● **Given data**
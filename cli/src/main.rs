use std::fs;
use std::path::{Path, PathBuf};

use anyhow::{Context, Result};
use autosweep_core::{AgentMove, Board, GameConfig, GameState, Session};
use clap::Parser;
use rand::rngs::SmallRng;
use rand::{Rng, SeedableRng};
use serde::Deserialize;

#[derive(Parser, Debug)]
#[command(version, about = "Let the solving agent play minesweeper", long_about = None)]
struct Args {
    /// What log level to use
    #[command(flatten)]
    verbose: clap_verbosity_flag::Verbosity,

    /// TOML file with board parameters, overridden by the flags below
    #[arg(short, long)]
    config: Option<PathBuf>,

    #[arg(long)]
    width: Option<usize>,

    #[arg(long)]
    height: Option<usize>,

    #[arg(short, long)]
    mines: Option<usize>,

    /// Force a seed instead of random
    #[arg(short, long)]
    seed: Option<u64>,

    /// Play this many games in a row and only print the tally
    #[arg(short, long, default_value_t = 1)]
    games: u64,
}

/// Contents of the `--config` file. Every key is optional.
#[derive(Deserialize, Debug, Default, PartialEq)]
#[serde(deny_unknown_fields)]
struct Settings {
    width: Option<usize>,
    height: Option<usize>,
    mines: Option<usize>,
    seed: Option<u64>,
}

impl Settings {
    fn load(path: &Path) -> Result<Self> {
        let text = fs::read_to_string(path)
            .with_context(|| format!("Could not read {}", path.display()))?;
        toml::from_str(&text).with_context(|| format!("Could not parse {}", path.display()))
    }

    fn override_with(self, args: &Args) -> Self {
        Self {
            width: args.width.or(self.width),
            height: args.height.or(self.height),
            mines: args.mines.or(self.mines),
            seed: args.seed.or(self.seed),
        }
    }

    fn game_config(&self) -> Result<GameConfig> {
        let default = GameConfig::default();
        let width = self.width.unwrap_or(default.width.into());
        let height = self.height.unwrap_or(default.height.into());
        let mines = self.mines.unwrap_or(default.mines.into());
        autosweep_core::configure(width, height, mines).context("Invalid board parameters")
    }
}

fn render(board: &Board) -> String {
    let width = usize::from(board.width());
    let mut out = String::with_capacity(board.tile_count() * 2);
    for (index, view) in board.views().enumerate() {
        if index > 0 {
            out.push(if index % width == 0 { '\n' } else { ' ' });
        }
        out.push(view.glyph());
    }
    out
}

fn play_one(config: GameConfig, seed: u64) -> Result<(GameState, Session)> {
    let mut session = Session::seeded(config, seed);
    session.start_agent();

    let max_steps = usize::from(config.total_tiles());
    let mut steps = 0;
    while session.is_agent_active() && steps < max_steps {
        let (_, action) = session
            .agent_step()
            .with_context(|| format!("Agent failed on step {steps} of seed {seed}"))?;
        if !matches!(action, AgentMove::Idle) {
            tracing::debug!(steps, "{action:?}");
        }
        steps += 1;
    }

    let state = session.snapshot().state;
    tracing::info!(seed, steps, ?state, "Game over");
    Ok((state, session))
}

fn play_many(config: GameConfig, seed: u64, games: u64) -> Result<()> {
    let mut wins = 0u64;
    let mut steps = 0usize;
    for game in 0..games {
        let game_seed = seed.wrapping_add(game);
        let mut session = Session::seeded(config, game_seed);
        session.start_agent();
        steps += session
            .run_agent(usize::from(config.total_tiles()))
            .with_context(|| format!("Agent failed on seed {game_seed}"))?;
        if session.snapshot().state == GameState::Win {
            wins += 1;
        }
    }

    let rate = 100.0 * wins as f64 / games as f64;
    println!(
        "{}x{} with {} mines: won {wins}/{games} ({rate:.1}%), {:.1} steps per game",
        config.width,
        config.height,
        config.mines,
        steps as f64 / games as f64
    );
    Ok(())
}

fn main() -> Result<()> {
    let args = Args::parse();
    tracing_subscriber::fmt()
        .with_max_level(args.verbose.tracing_level_filter())
        .with_writer(std::io::stderr)
        .init();

    let settings = match &args.config {
        Some(path) => Settings::load(path)?,
        None => Settings::default(),
    }
    .override_with(&args);
    let config = settings.game_config()?;
    let seed = settings
        .seed
        .unwrap_or_else(|| SmallRng::from_os_rng().random());
    tracing::debug!(?config, seed, "Starting");

    if args.games > 1 {
        return play_many(config, seed, args.games);
    }

    let (state, session) = play_one(config, seed)?;
    let board = session.snapshot().board;
    println!("{}", render(board));
    println!(
        "{state:?} with {} of {} safe tiles open, seed {seed}",
        board.open_count(),
        config.safe_tiles()
    );
    Ok(())
}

● **Assignment**
Looking through the data above, copy out each line in which the string "GameConfig" occurs.

● **Answer below**
use autosweep_core::{AgentMove, Board, GameConfig, GameState, Session};
    fn game_config(&self) -> Result<GameConfig> {
        let default = GameConfig::default();
fn play_one(config: GameConfig, seed: u64) -> Result<(GameState, Session)> {
fn play_many(config: GameConfig, seed: u64, games: u64) -> Result<()> {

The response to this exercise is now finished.